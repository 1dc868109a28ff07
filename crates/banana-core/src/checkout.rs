//! Checkout plans and Creem product configuration.
//!
//! Plan/cycle pairs map to per-environment product ids supplied via env vars.
//! Operators routinely paste the wrong value into those vars (webhook
//! secrets, API keys, truncated dashboard copies), so ids are sanity-checked
//! before use and a readiness report can enumerate exactly what is missing.

use serde::{Deserialize, Serialize};

use crate::config::CreemConfig;
use crate::error::{AppError, AppResult};

pub const CREEM_TEST_BASE_URL: &str = "https://test-api.creem.io";
pub const CREEM_PROD_BASE_URL: &str = "https://api.creem.io";

/// Purchasable plans: three subscriptions plus four one-time credit packs.
#[derive(Debug, Clone, Copy, PartialEq, Eq, Serialize, Deserialize)]
#[serde(rename_all = "snake_case")]
pub enum CheckoutPlan {
    Basic,
    Pro,
    Max,
    StarterPack,
    GrowthPack,
    ProfessionalPack,
    EnterprisePack,
}

impl CheckoutPlan {
    pub fn as_str(&self) -> &'static str {
        match self {
            CheckoutPlan::Basic => "basic",
            CheckoutPlan::Pro => "pro",
            CheckoutPlan::Max => "max",
            CheckoutPlan::StarterPack => "starter_pack",
            CheckoutPlan::GrowthPack => "growth_pack",
            CheckoutPlan::ProfessionalPack => "professional_pack",
            CheckoutPlan::EnterprisePack => "enterprise_pack",
        }
    }
}

#[derive(Debug, Clone, Copy, PartialEq, Eq, Serialize, Deserialize)]
#[serde(rename_all = "lowercase")]
pub enum BillingCycle {
    Monthly,
    Yearly,
    Once,
}

impl BillingCycle {
    pub fn as_str(&self) -> &'static str {
        match self {
            BillingCycle::Monthly => "monthly",
            BillingCycle::Yearly => "yearly",
            BillingCycle::Once => "once",
        }
    }
}

/// Body of `POST /api/checkout`.
#[derive(Debug, Clone, Deserialize)]
pub struct CheckoutRequest {
    pub plan: CheckoutPlan,
    #[serde(rename = "billingCycle")]
    pub billing_cycle: BillingCycle,
    pub units: Option<u32>,
}

impl CheckoutRequest {
    pub fn validate(&self) -> AppResult<()> {
        if let Some(units) = self.units {
            if units == 0 || units > 1000 {
                return Err(AppError::InvalidInput(
                    "units must be between 1 and 1000".to_string(),
                ));
            }
        }
        Ok(())
    }
}

/// Reject values that are clearly not product ids: blanks, truncated
/// dashboard copies, and secrets pasted into the wrong env var.
fn normalize_product_id(value: Option<&str>) -> Option<&str> {
    let trimmed = value?.trim();
    if trimmed.is_empty() || trimmed.contains("...") {
        return None;
    }
    if trimmed.starts_with("whsec_")
        || trimmed.starts_with("pwhsec_")
        || trimmed.starts_with("creem_")
    {
        return None;
    }
    if trimmed.len() < 10 {
        return None;
    }
    Some(trimmed)
}

impl CreemConfig {
    fn is_test_key(&self) -> bool {
        self.api_key
            .as_deref()
            .is_some_and(|k| k.starts_with("creem_test_"))
    }

    /// Pick the API host matching the key's environment. An explicit
    /// `CREEM_API_BASE_URL` wins unless it contradicts the key (test key on
    /// the live host, or vice versa), which gets corrected rather than
    /// producing confusing 403s.
    pub fn api_base_url(&self) -> String {
        let is_test_key = self.is_test_key();
        if let Some(configured) = self.api_base_url.as_deref() {
            if is_test_key && configured.contains("api.creem.io") && !configured.contains("test-api")
            {
                return CREEM_TEST_BASE_URL.to_string();
            }
            if !is_test_key && configured.contains("test-api.creem.io") {
                return CREEM_PROD_BASE_URL.to_string();
            }
            return configured.to_string();
        }
        if is_test_key {
            CREEM_TEST_BASE_URL.to_string()
        } else {
            CREEM_PROD_BASE_URL.to_string()
        }
    }

    /// Resolve the product id for a plan/cycle pair. `None` when payments
    /// are disabled, the pairing is invalid (subscriptions only bill
    /// monthly/yearly, packs only once), or the configured value fails
    /// normalization.
    pub fn product_id(&self, plan: CheckoutPlan, cycle: BillingCycle) -> Option<&str> {
        if !self.enable_payments {
            return None;
        }

        let raw = match (plan, cycle) {
            (CheckoutPlan::StarterPack, BillingCycle::Once) => &self.pack_starter,
            (CheckoutPlan::GrowthPack, BillingCycle::Once) => &self.pack_growth,
            (CheckoutPlan::ProfessionalPack, BillingCycle::Once) => &self.pack_professional,
            (CheckoutPlan::EnterprisePack, BillingCycle::Once) => &self.pack_enterprise,
            (CheckoutPlan::Basic, BillingCycle::Monthly) => &self.basic_monthly,
            (CheckoutPlan::Basic, BillingCycle::Yearly) => &self.basic_yearly,
            (CheckoutPlan::Pro, BillingCycle::Monthly) => &self.pro_monthly,
            (CheckoutPlan::Pro, BillingCycle::Yearly) => &self.pro_yearly,
            (CheckoutPlan::Max, BillingCycle::Monthly) => &self.max_monthly,
            (CheckoutPlan::Max, BillingCycle::Yearly) => &self.max_yearly,
            _ => return None,
        };
        normalize_product_id(raw.as_deref())
    }
}

#[derive(Debug, Serialize)]
pub struct PlanAvailability {
    pub monthly: bool,
    pub yearly: bool,
}

#[derive(Debug, Serialize)]
pub struct PlansReport {
    pub basic: PlanAvailability,
    pub pro: PlanAvailability,
    pub max: PlanAvailability,
}

#[derive(Debug, Serialize)]
pub struct PacksReport {
    pub starter_pack: bool,
    pub growth_pack: bool,
    pub professional_pack: bool,
    pub enterprise_pack: bool,
}

/// Payload of `GET /api/checkout/config`.
#[derive(Debug, Serialize)]
pub struct CheckoutConfigReport {
    pub ready: bool,
    pub missing: Vec<&'static str>,
    pub plans: PlansReport,
    pub packs: PacksReport,
}

/// Readiness snapshot: which credentials are absent and which plan/pack
/// buttons the front-end may enable. Secret values are never included, only
/// the env var names that still need to be set.
pub fn checkout_config_report(creem: &CreemConfig) -> CheckoutConfigReport {
    let mut missing: Vec<&'static str> = Vec::new();

    if creem.api_key.is_none() {
        missing.push("CREEM_API_KEY");
    }
    if creem.webhook_secret.is_none() {
        missing.push("CREEM_WEBHOOK_SECRET");
    }

    let enabled = creem.enable_payments;

    let subscriptions: [(&'static str, CheckoutPlan, BillingCycle); 6] = [
        ("CREEM_BASIC_MONTHLY_PRODUCT_ID", CheckoutPlan::Basic, BillingCycle::Monthly),
        ("CREEM_BASIC_YEARLY_PRODUCT_ID", CheckoutPlan::Basic, BillingCycle::Yearly),
        ("CREEM_PRO_MONTHLY_PRODUCT_ID", CheckoutPlan::Pro, BillingCycle::Monthly),
        ("CREEM_PRO_YEARLY_PRODUCT_ID", CheckoutPlan::Pro, BillingCycle::Yearly),
        ("CREEM_MAX_MONTHLY_PRODUCT_ID", CheckoutPlan::Max, BillingCycle::Monthly),
        ("CREEM_MAX_YEARLY_PRODUCT_ID", CheckoutPlan::Max, BillingCycle::Yearly),
    ];
    let mut have = [false; 6];
    for (i, (name, plan, cycle)) in subscriptions.iter().enumerate() {
        have[i] = creem.product_id(*plan, *cycle).is_some();
        if enabled && !have[i] {
            missing.push(name);
        }
    }

    let packs: [(&'static str, CheckoutPlan); 4] = [
        ("CREEM_CREDIT_PACK_STARTER_PRODUCT_ID", CheckoutPlan::StarterPack),
        ("CREEM_CREDIT_PACK_GROWTH_PRODUCT_ID", CheckoutPlan::GrowthPack),
        ("CREEM_CREDIT_PACK_PROFESSIONAL_PRODUCT_ID", CheckoutPlan::ProfessionalPack),
        ("CREEM_CREDIT_PACK_ENTERPRISE_PRODUCT_ID", CheckoutPlan::EnterprisePack),
    ];
    let mut have_packs = [false; 4];
    for (i, (name, plan)) in packs.iter().enumerate() {
        have_packs[i] = creem.product_id(*plan, BillingCycle::Once).is_some();
        if enabled && !have_packs[i] {
            missing.push(name);
        }
    }

    CheckoutConfigReport {
        ready: missing.is_empty(),
        missing,
        plans: PlansReport {
            basic: PlanAvailability { monthly: enabled && have[0], yearly: enabled && have[1] },
            pro: PlanAvailability { monthly: enabled && have[2], yearly: enabled && have[3] },
            max: PlanAvailability { monthly: enabled && have[4], yearly: enabled && have[5] },
        },
        packs: PacksReport {
            starter_pack: enabled && have_packs[0],
            growth_pack: enabled && have_packs[1],
            professional_pack: enabled && have_packs[2],
            enterprise_pack: enabled && have_packs[3],
        },
    }
}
++++
▶ [Your goal]
Using the data above, extract exactly the lines from the one that holds "(test key on" to the one that holds "(CheckoutPlan::GrowthPack, BillingCycle::Once) =>", both ends included, and no others.

▶ [Task result]
    /// `CREEM_API_BASE_URL` wins unless it contradicts the key (test key on
    /// the live host, or vice versa), which gets corrected rather than
    /// producing confusing 403s.
    pub fn api_base_url(&self) -> String {
        let is_test_key = self.is_test_key();
        if let Some(configured) = self.api_base_url.as_deref() {
            if is_test_key && configured.contains("api.creem.io") && !configured.contains("test-api")
            {
                return CREEM_TEST_BASE_URL.to_string();
            }
            if !is_test_key && configured.contains("test-api.creem.io") {
                return CREEM_PROD_BASE_URL.to_string();
            }
            return configured.to_string();
        }
        if is_test_key {
            CREEM_TEST_BASE_URL.to_string()
        } else {
            CREEM_PROD_BASE_URL.to_string()
        }
    }

    /// Resolve the product id for a plan/cycle pair. `None` when payments
    /// are disabled, the pairing is invalid (subscriptions only bill
    /// monthly/yearly, packs only once), or the configured value fails
    /// normalization.
    pub fn product_id(&self, plan: CheckoutPlan, cycle: BillingCycle) -> Option<&str> {
        if !self.enable_payments {
            return None;
        }

        let raw = match (plan, cycle) {
            (CheckoutPlan::StarterPack, BillingCycle::Once) => &self.pack_starter,
            (CheckoutPlan::GrowthPack, BillingCycle::Once) => &self.pack_growth,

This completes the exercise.